Renewable energy in the Cook Islands is primarily provided by solar energy and biomass. Since 2011 the Cook Islands has embarked on a programme of renewable energy development to improve its energy security and reduce greenhouse gas emissions, with an initial goal of reaching  50% renewable electricity by 2015, and 100% by 2020. The programme has been assisted by the governments of Japan, Australia, and New Zealand, and the Asian Development Bank.

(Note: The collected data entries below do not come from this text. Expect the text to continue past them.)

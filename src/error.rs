//! Allocation errors and their kinds.

use std::fmt;

/// Errors returned by the allocation engine.
///
/// Every failure aborts the current cycle with no output. The reason string is
/// meant for operators and is not part of any wire format.
#[derive(Clone, Debug, PartialEq, Eq, thiserror::Error)]
pub enum AllocationError {
    /// Malformed percentage, position, or fill value.
    #[error("parse error: {0}")]
    Parse(String),

    /// A required snapshot was not available when the cycle started.
    #[error("missing input: {0}")]
    MissingInput(String),

    /// Reconciliation cannot reach the exact fill quantity.
    #[error("inconsistent state: {0}")]
    InconsistentState(String),
}

impl AllocationError {
    pub(crate) fn parse(reason: impl Into<String>) -> Self {
        AllocationError::Parse(reason.into())
    }

    pub(crate) fn missing(reason: impl Into<String>) -> Self {
        AllocationError::MissingInput(reason.into())
    }

    pub(crate) fn inconsistent(reason: impl Into<String>) -> Self {
        AllocationError::InconsistentState(reason.into())
    }

    /// The kind of failure, without the reason.
    pub fn kind(&self) -> ErrorKind {
        match self {
            AllocationError::Parse(_) => ErrorKind::Parse,
            AllocationError::MissingInput(_) => ErrorKind::MissingInput,
            AllocationError::InconsistentState(_) => ErrorKind::InconsistentState,
        }
    }

    /// Human-readable reason attached to the failure.
    pub fn reason(&self) -> &str {
        match self {
            AllocationError::Parse(r)
            | AllocationError::MissingInput(r)
            | AllocationError::InconsistentState(r) => r,
        }
    }
}

/// Failure taxonomy used for logging and audit records.
#[derive(Clone, Copy, Debug, PartialEq, Eq, Hash)]
#[cfg_attr(feature = "serde", derive(serde::Serialize, serde::Deserialize))]
pub enum ErrorKind {
    Parse,
    MissingInput,
    InconsistentState,
}

impl fmt::Display for ErrorKind {
    fn fmt(&self, f: &mut fmt::Formatter<'_>) -> fmt::Result {
        match self {
            ErrorKind::Parse => write!(f, "ParseError"),
            ErrorKind::MissingInput => write!(f, "MissingInputError"),
            ErrorKind::InconsistentState => write!(f, "InconsistentStateError"),
        }
    }
}
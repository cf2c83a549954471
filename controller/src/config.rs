//! TOML configuration loading and validation.

use std::path::Path;
use std::time::Duration;

use serde::Deserialize;

use crate::error::{Error, Result};

/// Top-level configuration.
#[derive(Debug, Clone, Default, Deserialize)]
pub struct Config {
    /// Seed for the split and fill feeders. Unset means seeded from the OS.
    #[serde(default)]
    pub seed: Option<u64>,
    #[serde(default)]
    pub schedule: ScheduleConfig,
    #[serde(default)]
    pub split: SplitConfig,
    #[serde(default)]
    pub fill: FillConfig,
    #[serde(default)]
    pub logging: LoggingConfig,
}

#[derive(Debug, Clone, Deserialize)]
pub struct ScheduleConfig {
    #[serde(default = "default_cycle_interval")]
    pub cycle_interval_ms: u64,
    #[serde(default = "default_split_interval")]
    pub split_interval_ms: u64,
    #[serde(default = "default_fill_min_interval")]
    pub fill_min_interval_ms: u64,
    #[serde(default = "default_fill_max_interval")]
    pub fill_max_interval_ms: u64,
}

fn default_cycle_interval() -> u64 {
    10_000
}
fn default_split_interval() -> u64 {
    30_000
}
fn default_fill_min_interval() -> u64 {
    1_000
}
fn default_fill_max_interval() -> u64 {
    10_000
}

impl Default for ScheduleConfig {
    fn default() -> Self {
        ScheduleConfig {
            cycle_interval_ms: default_cycle_interval(),
            split_interval_ms: default_split_interval(),
            fill_min_interval_ms: default_fill_min_interval(),
            fill_max_interval_ms: default_fill_max_interval(),
        }
    }
}

impl ScheduleConfig {
    pub fn cycle_interval(&self) -> Duration {
        Duration::from_millis(self.cycle_interval_ms)
    }

    pub fn split_interval(&self) -> Duration {
        Duration::from_millis(self.split_interval_ms)
    }
}

#[derive(Debug, Clone, Deserialize)]
pub struct SplitConfig {
    #[serde(default = "default_max_accounts")]
    pub max_accounts: usize,
    #[serde(default = "default_account_prefix")]
    pub account_prefix: String,
}

fn default_max_accounts() -> usize {
    10
}
fn default_account_prefix() -> String {
    "account".into()
}

impl Default for SplitConfig {
    fn default() -> Self {
        SplitConfig {
            max_accounts: default_max_accounts(),
            account_prefix: default_account_prefix(),
        }
    }
}

#[derive(Debug, Clone, Deserialize)]
pub struct FillConfig {
    #[serde(default = "default_tickers")]
    pub tickers: Vec<String>,
    #[serde(default = "default_max_quantity")]
    pub max_quantity: u64,
    #[serde(default = "default_price_precision")]
    pub price_precision: usize,
}

fn default_tickers() -> Vec<String> {
    [
        "AXA", "08OCTAVA", "11BIT", "3RGAMES", "ABPL", "ACAUTOGAZ", "ACTION", "ADIUVO", "AGORA",
        "AGROTON",
    ]
    .into_iter()
    .map(String::from)
    .collect()
}
fn default_max_quantity() -> u64 {
    100_000_000
}
fn default_price_precision() -> usize {
    2
}

impl Default for FillConfig {
    fn default() -> Self {
        FillConfig {
            tickers: default_tickers(),
            max_quantity: default_max_quantity(),
            price_precision: default_price_precision(),
        }
    }
}

#[derive(Debug, Clone, Deserialize)]
pub struct LoggingConfig {
    #[serde(default = "default_log_dir")]
    pub dir: String,
    #[serde(default = "default_audit_file")]
    pub audit_file: String,
}

fn default_log_dir() -> String {
    "./logs".into()
}
fn default_audit_file() -> String {
    "audit.jsonl".into()
}

impl Default for LoggingConfig {
    fn default() -> Self {
        LoggingConfig {
            dir: default_log_dir(),
            audit_file: default_audit_file(),
        }
    }
}

impl Config {
    /// Load config from a TOML file.
    pub fn load(path: &Path) -> Result<Self> {
        let contents = std::fs::read_to_string(path).map_err(|e| Error::ConfigRead {
            path: path.to_path_buf(),
            source: e,
        })?;
        Self::from_toml(&contents)
    }

    /// Parse and validate config from a TOML string.
    pub fn from_toml(contents: &str) -> Result<Self> {
        let config: Config = toml::from_str(contents)?;
        config.validate()?;
        Ok(config)
    }

    /// Validate config invariants.
    fn validate(&self) -> Result<()> {
        let s = &self.schedule;
        if s.cycle_interval_ms == 0 || s.split_interval_ms == 0 {
            return Err(Error::Config("intervals must be > 0".into()));
        }
        if s.fill_min_interval_ms == 0 || s.fill_min_interval_ms > s.fill_max_interval_ms {
            return Err(Error::Config(
                "fill intervals must satisfy 0 < fill_min_interval_ms <= fill_max_interval_ms"
                    .into(),
            ));
        }
        if !(1..=99).contains(&self.split.max_accounts) {
            return Err(Error::Config("max_accounts must be in 1..=99".into()));
        }
        if self.split.account_prefix.trim().is_empty() {
            return Err(Error::Config("account_prefix must not be empty".into()));
        }
        if self.fill.tickers.is_empty() {
            return Err(Error::Config("tickers must not be empty".into()));
        }
        if let Some(bad) = self
            .fill
            .tickers
            .iter()
            .find(|t| t.is_empty() || t.contains(char::is_whitespace))
        {
            return Err(Error::Config(format!(
                "ticker {bad:?} must be a single non-empty word"
            )));
        }
        if self.fill.max_quantity == 0 {
            return Err(Error::Config("max_quantity must be > 0".into()));
        }
        if self.fill.price_precision > 8 {
            return Err(Error::Config("price_precision must be <= 8".into()));
        }
        Ok(())
    }

    /// Full path to the audit log file.
    pub fn audit_path(&self) -> std::path::PathBuf {
        Path::new(&self.logging.dir).join(&self.logging.audit_file)
    }
}
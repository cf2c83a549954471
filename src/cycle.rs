//! One allocation cycle as a small state machine.
//!
//! ```text
//! AwaitingInputs ──(split + fill present)──▶ Computing ──▶ Done
//!        │                                       │
//!        └────────(missing snapshot)────▶ Failed ◀┘
//! ```
//!
//! Cycles share nothing. Whatever the caller wants to record about a cycle
//! goes through the [`CycleObserver`] it passes in.

use std::fmt;

use crate::engine::allocate_parsed_split;
use crate::error::{AllocationError, ErrorKind};
use crate::merge::FinalPosition;
use crate::snapshot::{FillSnapshot, PreviousPositionSnapshot, Split, SplitSnapshot};

/// Where a cycle currently is.
#[derive(Clone, Copy, Debug, PartialEq, Eq, Hash)]
pub enum CycleState {
    AwaitingInputs,
    Computing,
    Done,
    Failed,
}

impl CycleState {
    pub fn is_terminal(self) -> bool {
        matches!(self, CycleState::Done | CycleState::Failed)
    }
}

impl fmt::Display for CycleState {
    fn fmt(&self, f: &mut fmt::Formatter<'_>) -> fmt::Result {
        match self {
            CycleState::AwaitingInputs => write!(f, "AWAITING_INPUTS"),
            CycleState::Computing => write!(f, "COMPUTING"),
            CycleState::Done => write!(f, "DONE"),
            CycleState::Failed => write!(f, "FAILED"),
        }
    }
}

/// Snapshots observed at cycle start. `previous` may legitimately be absent.
#[derive(Clone, Debug, Default, PartialEq, Eq)]
pub struct CycleInputs {
    pub split: Option<SplitSnapshot>,
    pub fill: Option<FillSnapshot>,
    pub previous: Option<PreviousPositionSnapshot>,
}

/// Terminal result of a cycle.
#[derive(Clone, Debug, PartialEq, Eq)]
pub enum CycleOutcome {
    Done(FinalPosition),
    Failed(AllocationError),
}

impl CycleOutcome {
    pub fn state(&self) -> CycleState {
        match self {
            CycleOutcome::Done(_) => CycleState::Done,
            CycleOutcome::Failed(_) => CycleState::Failed,
        }
    }

    pub fn position(&self) -> Option<&FinalPosition> {
        match self {
            CycleOutcome::Done(p) => Some(p),
            CycleOutcome::Failed(_) => None,
        }
    }

    pub fn error_kind(&self) -> Option<ErrorKind> {
        match self {
            CycleOutcome::Done(_) => None,
            CycleOutcome::Failed(e) => Some(e.kind()),
        }
    }

    pub fn into_result(self) -> Result<FinalPosition, AllocationError> {
        match self {
            CycleOutcome::Done(p) => Ok(p),
            CycleOutcome::Failed(e) => Err(e),
        }
    }
}

/// Receives state changes of a running cycle.
pub trait CycleObserver {
    fn on_transition(&mut self, _from: CycleState, _to: CycleState) {}

    /// Called once the split has parsed, before anything is allocated.
    fn on_split(&mut self, _split: &Split) {}

    fn on_failure(&mut self, _error: &AllocationError) {}
}

/// Observer that ignores everything.
#[derive(Clone, Copy, Debug, Default)]
pub struct NoopObserver;

impl CycleObserver for NoopObserver {}

struct Cycle<'a> {
    state: CycleState,
    observer: &'a mut dyn CycleObserver,
}

impl Cycle<'_> {
    fn advance(&mut self, to: CycleState) {
        let from = self.state;
        self.state = to;
        self.observer.on_transition(from, to);
    }

    fn fail(mut self, error: AllocationError) -> CycleOutcome {
        self.observer.on_failure(&error);
        self.advance(CycleState::Failed);
        CycleOutcome::Failed(error)
    }

    fn finish(mut self, position: FinalPosition) -> CycleOutcome {
        self.advance(CycleState::Done);
        CycleOutcome::Done(position)
    }
}

/// Run one cycle against the given snapshots.
///
/// Never panics on bad input: every failure comes back as
/// [`CycleOutcome::Failed`] with no position produced.
pub fn run_cycle(inputs: &CycleInputs, observer: &mut dyn CycleObserver) -> CycleOutcome {
    let mut cycle = Cycle {
        state: CycleState::AwaitingInputs,
        observer,
    };

    let (split, fill) = match (&inputs.split, &inputs.fill) {
        (Some(split), Some(fill)) => (split, fill),
        (None, _) => return cycle.fail(AllocationError::missing("no split snapshot available")),
        (_, None) => return cycle.fail(AllocationError::missing("no fill snapshot available")),
    };

    cycle.advance(CycleState::Computing);
    let split = match split.parse() {
        Ok(split) => split,
        Err(e) => return cycle.fail(e),
    };
    cycle.observer.on_split(&split);
    match allocate_parsed_split(&split, fill, inputs.previous.as_ref()) {
        Ok(position) => cycle.finish(position),
        Err(e) => cycle.fail(e),
    }
}

#[cfg(test)]
mod tests {
    use super::*;

    #[derive(Default)]
    struct Recorder {
        transitions: Vec<(CycleState, CycleState)>,
        split_totals: Vec<f64>,
        failures: Vec<ErrorKind>,
    }

    impl CycleObserver for Recorder {
        fn on_transition(&mut self, from: CycleState, to: CycleState) {
            self.transitions.push((from, to));
        }

        fn on_split(&mut self, split: &Split) {
            self.split_totals.push(split.total_percent());
        }

        fn on_failure(&mut self, error: &AllocationError) {
            self.failures.push(error.kind());
        }
    }

    fn inputs() -> CycleInputs {
        CycleInputs {
            split: Some([("A", "60%"), ("B", "40%")].into_iter().collect()),
            fill: Some(FillSnapshot::new("X", "0.10$", 100)),
            previous: None,
        }
    }

    #[test]
    fn successful_cycle_walks_to_done() {
        let mut rec = Recorder::default();
        let outcome = run_cycle(&inputs(), &mut rec);
        assert_eq!(outcome.state(), CycleState::Done);
        assert_eq!(outcome.position().unwrap().total(), 100);
        assert_eq!(
            rec.transitions,
            [
                (CycleState::AwaitingInputs, CycleState::Computing),
                (CycleState::Computing, CycleState::Done),
            ]
        );
        assert!(rec.failures.is_empty());
    }

    #[test]
    fn missing_fill_fails_before_computing() {
        let mut rec = Recorder::default();
        let outcome = run_cycle(
            &CycleInputs {
                fill: None,
                ..inputs()
            },
            &mut rec,
        );
        assert_eq!(outcome.error_kind(), Some(ErrorKind::MissingInput));
        assert_eq!(
            rec.transitions,
            [(CycleState::AwaitingInputs, CycleState::Failed)]
        );
    }

    #[test]
    fn missing_split_fails() {
        let outcome = run_cycle(
            &CycleInputs {
                split: None,
                ..inputs()
            },
            &mut NoopObserver,
        );
        assert_eq!(outcome.error_kind(), Some(ErrorKind::MissingInput));
        assert!(outcome.position().is_none());
    }

    #[test]
    fn parse_error_fails_from_computing() {
        let mut rec = Recorder::default();
        let outcome = run_cycle(
            &CycleInputs {
                split: Some([("A", "60")].into_iter().collect()),
                ..inputs()
            },
            &mut rec,
        );
        assert_eq!(outcome.error_kind(), Some(ErrorKind::Parse));
        assert_eq!(rec.failures, [ErrorKind::Parse]);
        assert_eq!(
            rec.transitions.last(),
            Some(&(CycleState::Computing, CycleState::Failed))
        );
    }

    #[test]
    fn observer_sees_parsed_split_once() {
        let mut rec = Recorder::default();
        run_cycle(
            &CycleInputs {
                split: Some([("A", "60%"), ("B", "30%")].into_iter().collect()),
                ..inputs()
            },
            &mut rec,
        );
        assert_eq!(rec.split_totals, [90.0]);

        let mut rec = Recorder::default();
        run_cycle(
            &CycleInputs {
                split: Some([("A", "sixty%")].into_iter().collect()),
                ..inputs()
            },
            &mut rec,
        );
        assert!(rec.split_totals.is_empty());
        assert_eq!(rec.failures, [ErrorKind::Parse]);
    }

    #[test]
    fn terminal_states() {
        assert!(CycleState::Done.is_terminal());
        assert!(CycleState::Failed.is_terminal());
        assert!(!CycleState::Computing.is_terminal());
        assert_eq!(CycleState::AwaitingInputs.to_string(), "AWAITING_INPUTS");
    }
}
//! Position sink: stores computed positions and serves them back as the
//! previous positions of the next cycle.

use fillsplit::{FinalPosition, PreviousPositionSnapshot};
use rustc_hash::FxHashMap;

/// Where computed positions go, and where previous positions come from.
pub trait PositionSink {
    /// Record the newest position for its ticker, replacing any older one.
    fn store(&mut self, position: &FinalPosition);

    /// Latest recorded position for `ticker`, or `None` before its first trade.
    fn previous(&self, ticker: &str) -> Option<PreviousPositionSnapshot>;
}

/// Keeps the latest position per ticker in memory.
#[derive(Debug, Default)]
pub struct MemorySink {
    latest: FxHashMap<String, PreviousPositionSnapshot>,
}

impl MemorySink {
    pub fn new() -> Self {
        Self::default()
    }

    /// Tickers with a recorded position, sorted.
    pub fn tickers(&self) -> Vec<&str> {
        let mut tickers: Vec<&str> = self.latest.keys().map(String::as_str).collect();
        tickers.sort_unstable();
        tickers
    }
}

impl PositionSink for MemorySink {
    fn store(&mut self, position: &FinalPosition) {
        self.latest
            .insert(position.ticker().to_string(), position.to_previous());
    }

    fn previous(&self, ticker: &str) -> Option<PreviousPositionSnapshot> {
        self.latest.get(ticker).cloned()
    }
}
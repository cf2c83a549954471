//! Snapshots as published by the collaborators, and their parsed forms.
//!
//! Snapshots carry the wire encoding (`"60%"`, `"40 AXA"`). Parsing always
//! returns a new value and never touches the snapshot it reads from.

use std::collections::BTreeMap;

use crate::error::AllocationError;
use crate::types::{AccountId, Percent, Price, Quantities, Quantity};

/// Latest percentage-per-account mapping, values encoded as `"NN[.n]%"`.
#[derive(Clone, Debug, Default, PartialEq, Eq)]
#[cfg_attr(feature = "serde", derive(serde::Serialize, serde::Deserialize))]
#[cfg_attr(feature = "serde", serde(transparent))]
pub struct SplitSnapshot(BTreeMap<AccountId, String>);

impl SplitSnapshot {
    pub fn new() -> Self {
        SplitSnapshot(BTreeMap::new())
    }

    pub fn insert(&mut self, account: impl Into<AccountId>, percentage: impl Into<String>) {
        self.0.insert(account.into(), percentage.into());
    }

    pub fn len(&self) -> usize {
        self.0.len()
    }

    pub fn is_empty(&self) -> bool {
        self.0.is_empty()
    }

    pub fn iter(&self) -> impl Iterator<Item = (&AccountId, &str)> {
        self.0.iter().map(|(a, p)| (a, p.as_str()))
    }

    /// Parse every percentage. Fails on the first malformed entry.
    pub fn parse(&self) -> Result<Split, AllocationError> {
        let weights = self
            .0
            .iter()
            .map(|(account, raw)| {
                raw.parse::<Percent>()
                    .map(|pct| (account.clone(), pct))
                    .map_err(|e| AllocationError::parse(format!("{account}: {}", e.reason())))
            })
            .collect::<Result<BTreeMap<_, _>, AllocationError>>()?;
        Ok(Split { weights })
    }
}

impl<A: Into<AccountId>, P: Into<String>> FromIterator<(A, P)> for SplitSnapshot {
    fn from_iter<I: IntoIterator<Item = (A, P)>>(iter: I) -> Self {
        SplitSnapshot(iter.into_iter().map(|(a, p)| (a.into(), p.into())).collect())
    }
}

/// Parsed split: account to percentage.
#[derive(Clone, Debug, Default, PartialEq)]
pub struct Split {
    weights: BTreeMap<AccountId, Percent>,
}

impl Split {
    pub fn get(&self, account: &str) -> Option<Percent> {
        self.weights.get(account).copied()
    }

    pub fn len(&self) -> usize {
        self.weights.len()
    }

    pub fn is_empty(&self) -> bool {
        self.weights.is_empty()
    }

    pub fn iter(&self) -> impl Iterator<Item = (&AccountId, Percent)> {
        self.weights.iter().map(|(a, &p)| (a, p))
    }

    /// Sum of all percentages. Splits are expected, not required, to total 100.
    pub fn total_percent(&self) -> f64 {
        self.weights.values().map(|p| p.value()).sum()
    }
}

/// Latest trade fill as published by the fill feeder.
#[derive(Clone, Debug, Default, PartialEq, Eq)]
#[cfg_attr(feature = "serde", derive(serde::Serialize, serde::Deserialize))]
pub struct FillSnapshot {
    #[cfg_attr(feature = "serde", serde(alias = "stock_ticker"))]
    pub ticker: String,
    pub price: String,
    pub quantity: Quantity,
}

impl FillSnapshot {
    pub fn new(ticker: impl Into<String>, price: impl Into<String>, quantity: Quantity) -> Self {
        FillSnapshot {
            ticker: ticker.into(),
            price: price.into(),
            quantity,
        }
    }

    /// Validate the fill: non-empty ticker, positive quantity, decimal price.
    pub fn parse(&self) -> Result<Fill, AllocationError> {
        let ticker = self.ticker.trim();
        if ticker.is_empty() || ticker.contains(char::is_whitespace) {
            return Err(AllocationError::parse(format!(
                "fill ticker {:?} must be a single non-empty word",
                self.ticker
            )));
        }
        if self.quantity == 0 {
            return Err(AllocationError::parse(format!(
                "fill quantity for {ticker} must be greater than zero"
            )));
        }
        let price = self.price.parse::<Price>()?;
        Ok(Fill {
            ticker: ticker.to_string(),
            price,
            quantity: self.quantity,
        })
    }
}

/// A validated fill.
#[derive(Clone, Debug, PartialEq, Eq)]
pub struct Fill {
    ticker: String,
    price: Price,
    quantity: Quantity,
}

impl Fill {
    pub fn ticker(&self) -> &str {
        &self.ticker
    }

    pub fn price(&self) -> Price {
        self.price
    }

    pub fn quantity(&self) -> Quantity {
        self.quantity
    }
}

/// Last recorded positions for one ticker, values encoded as `"<quantity> <ticker>"`.
#[derive(Clone, Debug, Default, PartialEq, Eq)]
#[cfg_attr(feature = "serde", derive(serde::Serialize, serde::Deserialize))]
#[cfg_attr(feature = "serde", serde(transparent))]
pub struct PreviousPositionSnapshot(BTreeMap<AccountId, String>);

impl PreviousPositionSnapshot {
    pub fn new() -> Self {
        PreviousPositionSnapshot(BTreeMap::new())
    }

    pub fn insert(&mut self, account: impl Into<AccountId>, position: impl Into<String>) {
        self.0.insert(account.into(), position.into());
    }

    pub fn len(&self) -> usize {
        self.0.len()
    }

    pub fn is_empty(&self) -> bool {
        self.0.is_empty()
    }

    pub fn iter(&self) -> impl Iterator<Item = (&AccountId, &str)> {
        self.0.iter().map(|(a, p)| (a, p.as_str()))
    }

    /// Parse into quantities, checking every entry is tagged with `ticker`.
    ///
    /// The positions together must fit in a [`Quantity`].
    pub fn parse(&self, ticker: &str) -> Result<Quantities, AllocationError> {
        let quantities = self
            .0
            .iter()
            .map(|(account, raw)| {
                parse_position(raw, ticker)
                    .map(|qty| (account.clone(), qty))
                    .map_err(|e| AllocationError::parse(format!("{account}: {}", e.reason())))
            })
            .collect::<Result<Quantities, AllocationError>>()?;
        if quantities.checked_total().is_none() {
            return Err(AllocationError::parse(format!(
                "positions in {ticker} add up to more than {}",
                Quantity::MAX
            )));
        }
        Ok(quantities)
    }
}

impl<A: Into<AccountId>, P: Into<String>> FromIterator<(A, P)> for PreviousPositionSnapshot {
    fn from_iter<I: IntoIterator<Item = (A, P)>>(iter: I) -> Self {
        PreviousPositionSnapshot(iter.into_iter().map(|(a, p)| (a.into(), p.into())).collect())
    }
}

/// Parse `"<quantity> <ticker>"`.
fn parse_position(raw: &str, ticker: &str) -> Result<Quantity, AllocationError> {
    let mut parts = raw.split_whitespace();
    let (Some(qty), Some(tag), None) = (parts.next(), parts.next(), parts.next()) else {
        return Err(AllocationError::parse(format!(
            "position {raw:?} is not of the form \"<quantity> <ticker>\""
        )));
    };
    let qty: Quantity = qty.parse().map_err(|_| {
        AllocationError::parse(format!("position {raw:?} has a non-integer quantity"))
    })?;
    if tag != ticker {
        return Err(AllocationError::parse(format!(
            "position {raw:?} is tagged {tag}, expected {ticker}"
        )));
    }
    Ok(qty)
}

/// Encode a quantity in the position wire form.
pub fn encode_position(quantity: Quantity, ticker: &str) -> String {
    format!("{quantity} {ticker}")
}

#[cfg(test)]
mod tests {
    use super::*;

    #[test]
    fn split_parses_all_entries() {
        let snap: SplitSnapshot = [("A", "60%"), ("B", "40%")].into_iter().collect();
        let split = snap.parse().unwrap();
        assert_eq!(split.len(), 2);
        assert_eq!(split.get("A").unwrap().value(), 60.0);
        assert_eq!(split.total_percent(), 100.0);
    }

    #[test]
    fn split_error_names_the_account() {
        let snap: SplitSnapshot = [("A", "60%"), ("B", "forty")].into_iter().collect();
        let err = snap.parse().unwrap_err();
        assert!(matches!(err, AllocationError::Parse(_)));
        assert!(err.reason().starts_with("B:"));
    }

    #[test]
    fn empty_split_is_valid() {
        assert!(SplitSnapshot::new().parse().unwrap().is_empty());
    }

    #[test]
    fn fill_parse() {
        let fill = FillSnapshot::new("AXA", "0.42$", 100).parse().unwrap();
        assert_eq!(fill.ticker(), "AXA");
        assert_eq!(fill.price(), Price(42));
        assert_eq!(fill.quantity(), 100);
    }

    #[test]
    fn fill_rejects_zero_quantity_and_blank_ticker() {
        assert!(FillSnapshot::new("AXA", "1$", 0).parse().is_err());
        assert!(FillSnapshot::new("  ", "1$", 5).parse().is_err());
        assert!(FillSnapshot::new("AXA", "n/a", 5).parse().is_err());
    }

    #[test]
    fn previous_parse_returns_new_mapping() {
        let snap: PreviousPositionSnapshot =
            [("A", "40 AXA"), ("B", "30 AXA")].into_iter().collect();
        let before = snap.clone();
        let parsed = snap.parse("AXA").unwrap();
        assert_eq!(parsed.get("A"), Some(40));
        assert_eq!(parsed.total(), 70);
        assert_eq!(snap, before);
    }

    #[test]
    fn previous_rejects_malformed_positions() {
        let bad = [
            ("A", "forty AXA"),
            ("A", "40"),
            ("A", "-3 AXA"),
            ("A", "40 AXA extra"),
            ("A", "40 KRUK"),
        ];
        for entry in bad {
            let snap: PreviousPositionSnapshot = [entry].into_iter().collect();
            assert!(snap.parse("AXA").is_err(), "{entry:?} should not parse");
        }
    }

    #[test]
    fn encode_position_format() {
        assert_eq!(encode_position(60, "X"), "60 X");
    }

    #[cfg(feature = "serde")]
    #[test]
    fn fill_accepts_stock_ticker_alias() {
        let json = r#"{"stock_ticker":"11BIT","price":"0.57$","quantity":12}"#;
        let fill: FillSnapshot = serde_json::from_str(json).unwrap();
        assert_eq!(fill.ticker, "11BIT");
        assert_eq!(fill.quantity, 12);
    }

    #[cfg(feature = "serde")]
    #[test]
    fn split_snapshot_from_json() {
        let snap: SplitSnapshot = serde_json::from_str(r#"{"B":"40%","A":"60%"}"#).unwrap();
        let accounts: Vec<&str> = snap.iter().map(|(a, _)| a.as_str()).collect();
        assert_eq!(accounts, ["A", "B"]);
    }
}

Funding to provide solar panels with battery backup to the Northern atolls was provided by a NZ$20.5 million aid programme from the New Zealand Ministry of Foreign Affairs and Trade, with construction provided by PowerSmart Solar of New Zealand. The first solar site at Rakahanga was completed in September 2014. Pukapuka and Nassau were next, going online at Christmas 2014. Construction began at Tongareva on 23 February 2015 and just 10 weeks later both villages Omoka and Te Tautua were running on solar power. Manihiki was progressed at the same time. In June 2015 all of the northern atolls were fully solar powered, reducing the need to send ships north during the November to April cyclone season. A second phase of the project to provide solar farms to Atiu, Mangaia, Mauke and Mitiaro was completed in July 2019.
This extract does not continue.